John David V is a night person. Maybe that's why it seems so strange that he has a day job. As bassist and now guitarist of Glass Candy and the Shattered Theatre —probably one of the most enigmatic, dramatic bands to creep out of the West Coast since the Residents (and who are those masked eyeball men, anyway?)—he's attached to a band persona so intensely focused it's almost a crime against art to think of him having to do anything so mundane as file a W-2 form or wear something with a company insignia stitched on it. He shouldn't have to have a job. But he does. And that's where we track him down. And that's why he's saying things like “We consider all of the facets of expression to be equal” and “We consider songs to be living organisms capable of expressing themselves in different ways at different times” while on an 8 p.m. break from trimming lettuce at a Fred Meyer supermarket somewhere in Portland, Oregon.

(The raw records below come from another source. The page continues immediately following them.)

//! Translator from ZIL forms to Z-machine bytecode.
//!
//! The translation is done in one pass over the program: objects are
//! numbered, constants and globals are bound, then each routine body is
//! walked form by form, appending encoded instructions to a code buffer.
//! Anything whose address is not yet known (routines, strings, tables)
//! is emitted as a placeholder sentinel which the assembler patches once
//! the story file is laid out.
//!
//! Two stacks are maintained while a routine is in flight: the block
//! stack, which `RETURN` unwinds, and the loop stack, which `AGAIN`
//! restarts. Both can be targeted by activation name at any depth.

#![deny(trivial_numeric_casts, unused_extern_crates)]
#![warn(unused_import_braces)]

mod ast;
mod code_translator;
mod diagnostics;
mod environ;
mod program_translator;
mod routine_translator;
mod state;
mod table_translator;
mod translation_utils;

pub use crate::ast::{
    CondNode, Expr, FormNode, Item, Program, RepeatNode, RoutineNode, TableFlags, TableKind,
    TableNode,
};
pub use crate::diagnostics::Warning;
pub use crate::environ::{CompileOptions, SymbolTable, ZilError, ZilResult};
pub use crate::program_translator::{translate_program, Compilation};

/// Version number of this crate.
pub const VERSION: &str = env!("CARGO_PKG_VERSION");
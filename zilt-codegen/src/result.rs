//! Result and error types representing the outcome of emitting code.

use crate::version::Version;
use failure_derive::Fail;

/// An encoding error.
///
/// Errors at this level mean the caller asked for bytes the Z-machine
/// cannot represent; they are not recoverable by retrying with the same
/// inputs.
#[derive(Fail, Debug, PartialEq, Eq)]
pub enum CodegenError {
    /// A branch target is further away than the 14-bit signed branch
    /// offset can express.
    #[fail(display = "branch offset {} out of range", _0)]
    BranchOutOfRange(i32),

    /// A jump target is further away than the 16-bit signed jump operand
    /// can express.
    #[fail(display = "jump offset {} out of range", _0)]
    JumpOutOfRange(i64),

    /// More operands than the selected instruction form can carry.
    #[fail(display = "{} operands do not fit the {} form", _0, _1)]
    TooManyOperands(usize, &'static str),

    /// A 2OP instruction was handed an operand count other than two and
    /// cannot be encoded in any form.
    #[fail(display = "2OP instruction given {} operands", _0)]
    BadOperandCount(usize),

    /// The extended form does not exist before V5.
    #[fail(display = "extended opcodes require V5, story is {}", _0)]
    ExtendedForm(Version),

    /// The emitted code outgrew the story format.
    #[fail(display = "code too large for the story file")]
    CodeTooLarge,
}

/// A convenient alias for a `Result` that uses `CodegenError` as the error
/// type.
pub type CodegenResult<T> = Result<T, CodegenError>;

His co-workers have no idea where he spent the summer (but you do: starting a tour in Texas with 12 cents in the band fund and ending up in New York with enough fresh cash to fly their just-dumped drummer home to LA). The supermarket co-workers don't know about his real night life, with the false eyelashes and everything. They don't ever see his long hair, which he keeps tucked under a baseball cap (“I look like Johnny Appleseed,” he says). And the Portland scenester kids? They see him playing shows, they see him pulling all-nighters at Kinko's with tables full of raw flier fodder, they see the two catch-them-if-you-can singles at the local record stores that Glass Candy put out by themselves, but they don't see him putting in 50 hours a week trimming lettuce. Two worlds, he says.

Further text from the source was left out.